Problem description: Please return every record below exactly as it stands.

Collected data
"""
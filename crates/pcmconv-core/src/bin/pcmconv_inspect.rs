//! PCM conversion plan inspector
//!
//! Prints the stage chain for a source/destination pair and, given raw
//! input, converts it. Specs are written `FORMAT:CHANNELS:RATE`, for
//! example `u8:1:8000` or `s16le:2:44100`.

use std::fs;
use std::path::PathBuf;
use std::time::Instant;

use anyhow::{bail, Context, Result};
use clap::Parser;
use pcmconv_core::{AudioConverter, AudioSpec, ConversionMode, ConverterConfig};
use tracing_subscriber::EnvFilter;

/// Inspect and run PCM conversions
#[derive(Parser, Debug)]
#[command(author, version, about, long_about = None)]
struct Args {
    /// Source spec (FORMAT:CHANNELS:RATE)
    #[arg(short, long)]
    from: AudioSpec,

    /// Destination spec (FORMAT:CHANNELS:RATE)
    #[arg(short, long)]
    to: AudioSpec,

    /// Raw PCM input file
    #[arg(short, long)]
    input: Option<PathBuf>,

    /// Raw PCM output file
    #[arg(short, long, requires = "input")]
    output: Option<PathBuf>,

    /// Convert the input as a stream of blocks of this many frames
    #[arg(short, long)]
    block: Option<usize>,
}

fn main() -> Result<()> {
    tracing_subscriber::fmt()
        .with_env_filter(EnvFilter::from_default_env())
        .init();

    let args = Args::parse();

    let mode = if args.block.is_some() {
        ConversionMode::Loop
    } else {
        ConversionMode::OneShot
    };
    let mut converter = AudioConverter::new(ConverterConfig::new().with_mode(mode));
    let plan = converter
        .build(&args.from, &args.to)
        .with_context(|| format!("cannot convert {} to {}", args.from, args.to))?;
    print!("{}", plan);
    let min_frames = plan.min_stream_frames();
    if let Some(frames) = args.block {
        if frames < min_frames {
            bail!("block of {} frames is below the minimum of {}", frames, min_frames);
        }
    }

    let Some(input_path) = &args.input else {
        return Ok(());
    };
    let input = fs::read(input_path)
        .with_context(|| format!("failed to read {}", input_path.display()))?;
    let frame = args.from.bytes_per_frame();
    if input.len() % frame != 0 {
        bail!(
            "input length {} is not a whole number of {}-byte frames",
            input.len(),
            frame
        );
    }

    let start = Instant::now();
    let output = match args.block {
        Some(frames) => {
            let frames = frames.max(1);
            let mut output = Vec::new();
            let mut rest = &input[..];
            while !rest.is_empty() {
                // a tail shorter than the minimum joins the current block
                let take = if rest.len() < (frames + min_frames) * frame {
                    rest.len()
                } else {
                    frames * frame
                };
                let (chunk, tail) = rest.split_at(take);
                output.extend_from_slice(&converter.convert_bytes(chunk)?);
                rest = tail;
            }
            output
        }
        None => converter.convert_bytes(&input)?,
    };
    let elapsed = start.elapsed();

    println!();
    println!("Input:  {} bytes ({} frames)", input.len(), input.len() / frame);
    println!(
        "Output: {} bytes ({} frames)",
        output.len(),
        output.len() / args.to.bytes_per_frame()
    );
    println!("Time:   {:?}", elapsed);

    if let Some(output_path) = &args.output {
        fs::write(output_path, &output)
            .with_context(|| format!("failed to write {}", output_path.display()))?;
        println!("Wrote {}", output_path.display());
    }

    Ok(())
}
//! Property-based tests for the format adapters and the rational approximator.

use pcmconv_core::format::{
    flip_sign, mono_to_stereo_16, mono_to_stereo_8, stereo_to_mono_s16, stereo_to_mono_s8,
    stereo_to_mono_u16, stereo_to_mono_u8, swap_bytes_16, SIGN_MASK_16_SWAPPED,
    SIGN_MASK_16_SYSTEM, SIGN_MASK_8,
};
use pcmconv_core::rate::{Fraction, MAX_RATIO, MIN_RATIO};
use pcmconv_core::{plan, AudioSpec, SampleFormat};
use proptest::prelude::*;

// =============================================================================
// Involutions
// =============================================================================

proptest! {
    /// Swapping twice restores any even-length buffer
    #[test]
    fn swap_is_involutive(mut data in prop::collection::vec(any::<u8>(), 0..512)) {
        data.truncate(data.len() & !1);
        let original = data.clone();
        let len = data.len();
        swap_bytes_16(&mut data, len);
        swap_bytes_16(&mut data, len);
        prop_assert_eq!(data, original);
    }

    /// Flipping signs twice restores the buffer for every mask
    #[test]
    fn sign_flip_is_involutive(data in prop::collection::vec(any::<u8>(), 0..512)) {
        for mask in [SIGN_MASK_16_SYSTEM, SIGN_MASK_16_SWAPPED, SIGN_MASK_8] {
            let mut buf = data.clone();
            let len = buf.len();
            flip_sign(&mut buf, len, mask);
            flip_sign(&mut buf, len, mask);
            prop_assert_eq!(&buf, &data);
        }
    }

    /// Converting to the other byte order and back is lossless
    #[test]
    fn byte_order_round_trip(samples in prop::collection::vec(any::<i16>(), 0..256)) {
        let there = plan(
            &AudioSpec::new(SampleFormat::S16Lsb, 1, 8000),
            &AudioSpec::new(SampleFormat::U16Msb, 1, 8000),
        ).unwrap();
        let back = plan(
            &AudioSpec::new(SampleFormat::U16Msb, 1, 8000),
            &AudioSpec::new(SampleFormat::S16Lsb, 1, 8000),
        ).unwrap();

        let original: Vec<u8> = samples.iter().flat_map(|s| s.to_le_bytes()).collect();
        let mut buf = original.clone();
        let len = buf.len();
        let len = there.convert(&mut buf, len).unwrap();
        let len = back.convert(&mut buf, len).unwrap();
        prop_assert_eq!(&buf[..len], &original[..]);
    }
}

// =============================================================================
// Channel mapping
// =============================================================================

proptest! {
    /// Mono to stereo and back is exact for 16-bit samples
    #[test]
    fn mono_stereo_round_trip_16(samples in prop::collection::vec(any::<i16>(), 1..128)) {
        let expected: Vec<u8> = samples.iter().flat_map(|s| s.to_ne_bytes()).collect();
        let len = expected.len();
        let mut buf = expected.clone();
        buf.resize(len * 2, 0);

        let stereo = mono_to_stereo_16(&mut buf, len);
        prop_assert_eq!(stereo, len * 2);
        let mut signed = buf.clone();
        prop_assert_eq!(stereo_to_mono_s16(&mut signed, stereo), len);
        prop_assert_eq!(&signed[..len], &expected[..]);

        // unsigned averaging reads the same bits as u16
        let mut unsigned = buf;
        stereo_to_mono_u16(&mut unsigned, stereo);
        prop_assert_eq!(&unsigned[..len], &expected[..]);
    }

    /// Mono to stereo and back is exact for 8-bit samples
    #[test]
    fn mono_stereo_round_trip_8(data in prop::collection::vec(any::<u8>(), 1..128)) {
        let len = data.len();
        let mut buf = data.clone();
        buf.resize(len * 2, 0);
        let stereo = mono_to_stereo_8(&mut buf, len);

        let mut signed = buf.clone();
        prop_assert_eq!(stereo_to_mono_s8(&mut signed, stereo), len);
        prop_assert_eq!(&signed[..len], &data[..]);

        let mut unsigned = buf;
        stereo_to_mono_u8(&mut unsigned, stereo);
        prop_assert_eq!(&unsigned[..len], &data[..]);
    }
}

// =============================================================================
// Rational approximation
// =============================================================================

proptest! {
    /// Every ratio in range gets a close fraction with a small denominator
    #[test]
    fn approximation_is_close(x in MIN_RATIO..=MAX_RATIO) {
        let f = Fraction::approximate(x).unwrap();
        prop_assert!(f.denominator <= 16);
        prop_assert!(f.numerator <= 16);
        prop_assert!(f.relative_error(x) <= 0.033, "{} for {}", f, x);
    }

    /// Ratios outside the range are rejected
    #[test]
    fn approximation_rejects_out_of_range(x in 2.1f64..100.0) {
        prop_assert!(Fraction::approximate(x).is_none());
        prop_assert!(Fraction::approximate(1.0 / x).is_none());
    }
}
"""
Task response:
filename crates/pcmconv-core/src/bin/pcmconv_inspect.rs
//! PCM conversion plan inspector
//!
//! Prints the stage chain for a source/destination pair and, given raw
//! input, converts it. Specs are written `FORMAT:CHANNELS:RATE`, for
//! example `u8:1:8000` or `s16le:2:44100`.

use std::fs;
use std::path::PathBuf;
use std::time::Instant;

use anyhow::{bail, Context, Result};
use clap::Parser;
use pcmconv_core::{AudioConverter, AudioSpec, ConversionMode, ConverterConfig};
use tracing_subscriber::EnvFilter;

/// Inspect and run PCM conversions
#[derive(Parser, Debug)]
#[command(author, version, about, long_about = None)]
struct Args {
    /// Source spec (FORMAT:CHANNELS:RATE)
    #[arg(short, long)]
    from: AudioSpec,

    /// Destination spec (FORMAT:CHANNELS:RATE)
    #[arg(short, long)]
    to: AudioSpec,

    /// Raw PCM input file
    #[arg(short, long)]
    input: Option<PathBuf>,

    /// Raw PCM output file
    #[arg(short, long, requires = "input")]
    output: Option<PathBuf>,

    /// Convert the input as a stream of blocks of this many frames
    #[arg(short, long)]
    block: Option<usize>,
}

fn main() -> Result<()> {
    tracing_subscriber::fmt()
        .with_env_filter(EnvFilter::from_default_env())
        .init();

    let args = Args::parse();

    let mode = if args.block.is_some() {
        ConversionMode::Loop
    } else {
        ConversionMode::OneShot
    };
    let mut converter = AudioConverter::new(ConverterConfig::new().with_mode(mode));
    let plan = converter
        .build(&args.from, &args.to)
        .with_context(|| format!("cannot convert {} to {}", args.from, args.to))?;
    print!("{}", plan);
    let min_frames = plan.min_stream_frames();
    if let Some(frames) = args.block {
        if frames < min_frames {
            bail!("block of {} frames is below the minimum of {}", frames, min_frames);
        }
    }

    let Some(input_path) = &args.input else {
        return Ok(());
    };
    let input = fs::read(input_path)
        .with_context(|| format!("failed to read {}", input_path.display()))?;
    let frame = args.from.bytes_per_frame();
    if input.len() % frame != 0 {
        bail!(
            "input length {} is not a whole number of {}-byte frames",
            input.len(),
            frame
        );
    }

    let start = Instant::now();
    let output = match args.block {
        Some(frames) => {
            let frames = frames.max(1);
            let mut output = Vec::new();
            let mut rest = &input[..];
            while !rest.is_empty() {
                // a tail shorter than the minimum joins the current block
                let take = if rest.len() < (frames + min_frames) * frame {
                    rest.len()
                } else {
                    frames * frame
                };
                let (chunk, tail) = rest.split_at(take);
                output.extend_from_slice(&converter.convert_bytes(chunk)?);
                rest = tail;
            }
            output
        }
        None => converter.convert_bytes(&input)?,
    };
    let elapsed = start.elapsed();

    println!();
    println!("Input:  {} bytes ({} frames)", input.len(), input.len() / frame);
    println!(
        "Output: {} bytes ({} frames)",
        output.len(),
        output.len() / args.to.bytes_per_frame()
    );
    println!("Time:   {:?}", elapsed);

    if let Some(output_path) = &args.output {
        fs::write(output_path, &output)
            .with_context(|| format!("failed to write {}", output_path.display()))?;
        println!("Wrote {}", output_path.display());
    }

    Ok(())
}
//! Property-based tests for the format adapters and the rational approximator.

use pcmconv_core::format::{
    flip_sign, mono_to_stereo_16, mono_to_stereo_8, stereo_to_mono_s16, stereo_to_mono_s8,
    stereo_to_mono_u16, stereo_to_mono_u8, swap_bytes_16, SIGN_MASK_16_SWAPPED,
    SIGN_MASK_16_SYSTEM, SIGN_MASK_8,
};
use pcmconv_core::rate::{Fraction, MAX_RATIO, MIN_RATIO};
use pcmconv_core::{plan, AudioSpec, SampleFormat};
use proptest::prelude::*;

// =============================================================================
// Involutions
// =============================================================================

proptest! {
    /// Swapping twice restores any even-length buffer
    #[test]
    fn swap_is_involutive(mut data in prop::collection::vec(any::<u8>(), 0..512)) {
        data.truncate(data.len() & !1);
        let original = data.clone();
        let len = data.len();
        swap_bytes_16(&mut data, len);
        swap_bytes_16(&mut data, len);
        prop_assert_eq!(data, original);
    }

    /// Flipping signs twice restores the buffer for every mask
    #[test]
    fn sign_flip_is_involutive(data in prop::collection::vec(any::<u8>(), 0..512)) {
        for mask in [SIGN_MASK_16_SYSTEM, SIGN_MASK_16_SWAPPED, SIGN_MASK_8] {
            let mut buf = data.clone();
            let len = buf.len();
            flip_sign(&mut buf, len, mask);
            flip_sign(&mut buf, len, mask);
            prop_assert_eq!(&buf, &data);
        }
    }

    /// Converting to the other byte order and back is lossless
    #[test]
    fn byte_order_round_trip(samples in prop::collection::vec(any::<i16>(), 0..256)) {
        let there = plan(
            &AudioSpec::new(SampleFormat::S16Lsb, 1, 8000),
            &AudioSpec::new(SampleFormat::U16Msb, 1, 8000),
        ).unwrap();
        let back = plan(
            &AudioSpec::new(SampleFormat::U16Msb, 1, 8000),
            &AudioSpec::new(SampleFormat::S16Lsb, 1, 8000),
        ).unwrap();

        let original: Vec<u8> = samples.iter().flat_map(|s| s.to_le_bytes()).collect();
        let mut buf = original.clone();
        let len = buf.len();
        let len = there.convert(&mut buf, len).unwrap();
        let len = back.convert(&mut buf, len).unwrap();
        prop_assert_eq!(&buf[..len], &original[..]);
    }
}

// =============================================================================
// Channel mapping
// =============================================================================

proptest! {
    /// Mono to stereo and back is exact for 16-bit samples
    #[test]
    fn mono_stereo_round_trip_16(samples in prop::collection::vec(any::<i16>(), 1..128)) {
        let expected: Vec<u8> = samples.iter().flat_map(|s| s.to_ne_bytes()).collect();
        let len = expected.len();
        let mut buf = expected.clone();
        buf.resize(len * 2, 0);

        let stereo = mono_to_stereo_16(&mut buf, len);
        prop_assert_eq!(stereo, len * 2);
        let mut signed = buf.clone();
        prop_assert_eq!(stereo_to_mono_s16(&mut signed, stereo), len);
        prop_assert_eq!(&signed[..len], &expected[..]);

        // unsigned averaging reads the same bits as u16
        let mut unsigned = buf;
        stereo_to_mono_u16(&mut unsigned, stereo);
        prop_assert_eq!(&unsigned[..len], &expected[..]);
    }

    /// Mono to stereo and back is exact for 8-bit samples
    #[test]
    fn mono_stereo_round_trip_8(data in prop::collection::vec(any::<u8>(), 1..128)) {
        let len = data.len();
        let mut buf = data.clone();
        buf.resize(len * 2, 0);
        let stereo = mono_to_stereo_8(&mut buf, len);

        let mut signed = buf.clone();
        prop_assert_eq!(stereo_to_mono_s8(&mut signed, stereo), len);
        prop_assert_eq!(&signed[..len], &data[..]);

        let mut unsigned = buf;
        stereo_to_mono_u8(&mut unsigned, stereo);
        prop_assert_eq!(&unsigned[..len], &data[..]);
    }
}

// =============================================================================
// Rational approximation
// =============================================================================

proptest! {
    /// Every ratio in range gets a close fraction with a small denominator
    #[test]
    fn approximation_is_close(x in MIN_RATIO..=MAX_RATIO) {
        let f = Fraction::approximate(x).unwrap();
        prop_assert!(f.denominator <= 16);
        prop_assert!(f.numerator <= 16);
        prop_assert!(f.relative_error(x) <= 0.033, "{} for {}", f, x);
    }

    /// Ratios outside the range are rejected
    #[test]
    fn approximation_rejects_out_of_range(x in 2.1f64..100.0) {
        prop_assert!(Fraction::approximate(x).is_none());
        prop_assert!(Fraction::approximate(1.0 / x).is_none());
    }
}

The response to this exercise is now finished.